What to produce:
What lines below contain the string "watch"? List them all.

Supplied information:
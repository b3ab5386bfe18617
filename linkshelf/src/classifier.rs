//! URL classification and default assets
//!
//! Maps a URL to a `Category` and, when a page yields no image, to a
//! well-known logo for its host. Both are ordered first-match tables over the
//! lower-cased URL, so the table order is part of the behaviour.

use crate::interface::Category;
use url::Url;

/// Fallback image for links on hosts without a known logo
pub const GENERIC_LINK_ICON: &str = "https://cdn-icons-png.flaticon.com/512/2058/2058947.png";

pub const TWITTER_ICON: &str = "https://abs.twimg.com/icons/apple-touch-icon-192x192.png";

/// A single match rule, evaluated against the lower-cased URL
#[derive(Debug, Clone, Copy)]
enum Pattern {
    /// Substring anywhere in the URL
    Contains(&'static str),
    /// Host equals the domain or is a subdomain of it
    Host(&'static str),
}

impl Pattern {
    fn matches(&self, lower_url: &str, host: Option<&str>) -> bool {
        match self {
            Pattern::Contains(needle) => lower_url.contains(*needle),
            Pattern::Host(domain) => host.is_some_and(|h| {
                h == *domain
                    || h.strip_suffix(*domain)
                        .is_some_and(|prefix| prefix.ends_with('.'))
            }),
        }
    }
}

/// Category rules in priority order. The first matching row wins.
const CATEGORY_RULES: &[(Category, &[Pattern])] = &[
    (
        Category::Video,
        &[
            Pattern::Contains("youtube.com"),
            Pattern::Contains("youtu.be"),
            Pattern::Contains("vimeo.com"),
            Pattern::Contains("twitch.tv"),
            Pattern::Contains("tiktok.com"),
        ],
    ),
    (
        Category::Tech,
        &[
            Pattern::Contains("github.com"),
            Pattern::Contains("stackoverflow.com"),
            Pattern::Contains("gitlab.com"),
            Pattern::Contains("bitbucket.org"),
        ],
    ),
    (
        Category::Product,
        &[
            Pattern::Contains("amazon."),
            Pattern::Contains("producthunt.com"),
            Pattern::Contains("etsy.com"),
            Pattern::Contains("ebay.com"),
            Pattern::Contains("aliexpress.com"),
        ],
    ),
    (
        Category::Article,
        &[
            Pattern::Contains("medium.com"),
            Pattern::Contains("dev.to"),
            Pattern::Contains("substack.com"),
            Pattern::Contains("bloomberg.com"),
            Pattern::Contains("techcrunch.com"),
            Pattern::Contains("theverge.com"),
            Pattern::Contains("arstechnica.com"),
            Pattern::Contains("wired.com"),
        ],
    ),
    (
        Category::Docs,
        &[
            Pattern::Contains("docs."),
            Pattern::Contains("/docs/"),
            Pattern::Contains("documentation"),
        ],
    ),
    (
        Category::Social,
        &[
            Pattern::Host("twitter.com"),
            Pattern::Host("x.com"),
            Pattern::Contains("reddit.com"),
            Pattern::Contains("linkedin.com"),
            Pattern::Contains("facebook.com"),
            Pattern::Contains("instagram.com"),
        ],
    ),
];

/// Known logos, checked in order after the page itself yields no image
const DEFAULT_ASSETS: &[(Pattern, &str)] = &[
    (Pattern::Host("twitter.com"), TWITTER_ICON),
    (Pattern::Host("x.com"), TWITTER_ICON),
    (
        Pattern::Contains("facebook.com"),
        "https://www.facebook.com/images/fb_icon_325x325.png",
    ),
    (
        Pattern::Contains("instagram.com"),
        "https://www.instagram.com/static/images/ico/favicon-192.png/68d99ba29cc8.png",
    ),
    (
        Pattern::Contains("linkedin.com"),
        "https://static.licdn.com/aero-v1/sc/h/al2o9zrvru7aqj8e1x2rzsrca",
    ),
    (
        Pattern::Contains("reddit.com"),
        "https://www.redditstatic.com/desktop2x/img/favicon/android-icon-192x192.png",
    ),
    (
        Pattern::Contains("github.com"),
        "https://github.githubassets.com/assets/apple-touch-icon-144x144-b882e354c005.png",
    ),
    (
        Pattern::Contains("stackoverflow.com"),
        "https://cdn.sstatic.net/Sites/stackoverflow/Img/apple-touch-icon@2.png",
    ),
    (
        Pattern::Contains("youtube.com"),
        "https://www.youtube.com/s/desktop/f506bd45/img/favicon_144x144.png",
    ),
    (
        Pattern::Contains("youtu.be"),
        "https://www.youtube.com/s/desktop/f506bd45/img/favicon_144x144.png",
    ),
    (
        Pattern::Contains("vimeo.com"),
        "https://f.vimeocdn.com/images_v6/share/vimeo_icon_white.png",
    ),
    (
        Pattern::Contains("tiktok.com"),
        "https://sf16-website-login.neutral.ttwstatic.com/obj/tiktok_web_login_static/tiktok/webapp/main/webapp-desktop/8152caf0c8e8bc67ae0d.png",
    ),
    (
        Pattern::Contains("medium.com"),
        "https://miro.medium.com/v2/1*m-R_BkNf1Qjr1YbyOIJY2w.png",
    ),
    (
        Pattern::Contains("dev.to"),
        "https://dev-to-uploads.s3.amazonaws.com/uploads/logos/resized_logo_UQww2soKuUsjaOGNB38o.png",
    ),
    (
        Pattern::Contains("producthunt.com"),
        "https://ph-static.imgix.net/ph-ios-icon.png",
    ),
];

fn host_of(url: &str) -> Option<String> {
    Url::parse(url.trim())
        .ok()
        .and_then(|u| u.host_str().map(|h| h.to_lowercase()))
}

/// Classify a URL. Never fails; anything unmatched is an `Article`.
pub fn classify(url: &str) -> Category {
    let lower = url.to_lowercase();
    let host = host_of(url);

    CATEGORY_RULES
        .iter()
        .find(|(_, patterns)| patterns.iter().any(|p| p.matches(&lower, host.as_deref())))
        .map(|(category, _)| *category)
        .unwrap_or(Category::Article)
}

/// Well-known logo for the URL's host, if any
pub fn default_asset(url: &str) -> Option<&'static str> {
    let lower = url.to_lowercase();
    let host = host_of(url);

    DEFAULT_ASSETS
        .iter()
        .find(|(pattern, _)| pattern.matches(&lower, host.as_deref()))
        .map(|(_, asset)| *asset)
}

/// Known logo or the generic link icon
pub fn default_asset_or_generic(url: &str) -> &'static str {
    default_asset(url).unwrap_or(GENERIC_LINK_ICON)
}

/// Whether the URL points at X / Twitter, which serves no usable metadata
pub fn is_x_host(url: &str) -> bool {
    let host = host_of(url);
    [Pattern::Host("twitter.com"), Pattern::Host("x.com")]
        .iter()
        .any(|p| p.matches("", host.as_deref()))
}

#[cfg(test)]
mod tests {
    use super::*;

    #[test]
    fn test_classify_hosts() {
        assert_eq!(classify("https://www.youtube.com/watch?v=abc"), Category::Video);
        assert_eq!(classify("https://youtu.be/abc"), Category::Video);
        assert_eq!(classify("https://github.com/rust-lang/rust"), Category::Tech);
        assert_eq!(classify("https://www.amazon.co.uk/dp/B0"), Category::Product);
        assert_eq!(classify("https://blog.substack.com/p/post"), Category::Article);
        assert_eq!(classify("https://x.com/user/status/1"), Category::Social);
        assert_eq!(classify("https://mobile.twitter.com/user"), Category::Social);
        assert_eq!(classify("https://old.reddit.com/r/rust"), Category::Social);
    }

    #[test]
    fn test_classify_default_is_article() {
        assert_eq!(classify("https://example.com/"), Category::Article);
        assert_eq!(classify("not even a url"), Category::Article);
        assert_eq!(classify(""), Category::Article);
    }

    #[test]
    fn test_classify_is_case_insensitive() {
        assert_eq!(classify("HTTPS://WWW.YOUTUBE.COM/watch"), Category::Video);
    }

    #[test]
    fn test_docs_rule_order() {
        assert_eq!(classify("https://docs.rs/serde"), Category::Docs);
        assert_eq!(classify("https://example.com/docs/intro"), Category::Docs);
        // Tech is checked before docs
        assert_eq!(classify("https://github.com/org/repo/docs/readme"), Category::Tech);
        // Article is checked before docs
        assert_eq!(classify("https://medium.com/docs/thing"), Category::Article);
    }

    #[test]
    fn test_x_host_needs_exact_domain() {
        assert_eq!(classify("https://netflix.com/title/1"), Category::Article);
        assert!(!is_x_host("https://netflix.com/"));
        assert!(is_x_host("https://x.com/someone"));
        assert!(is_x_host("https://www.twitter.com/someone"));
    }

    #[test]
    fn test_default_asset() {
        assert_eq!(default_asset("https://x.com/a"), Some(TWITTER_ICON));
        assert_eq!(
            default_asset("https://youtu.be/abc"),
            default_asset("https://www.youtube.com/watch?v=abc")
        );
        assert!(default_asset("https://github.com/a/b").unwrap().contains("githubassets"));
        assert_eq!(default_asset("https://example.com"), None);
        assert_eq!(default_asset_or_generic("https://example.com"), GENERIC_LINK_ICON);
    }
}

Output of the task:
        assert_eq!(classify("https://www.youtube.com/watch?v=abc"), Category::Video);
        assert_eq!(classify("HTTPS://WWW.YOUTUBE.COM/watch"), Category::Video);
            default_asset("https://www.youtube.com/watch?v=abc")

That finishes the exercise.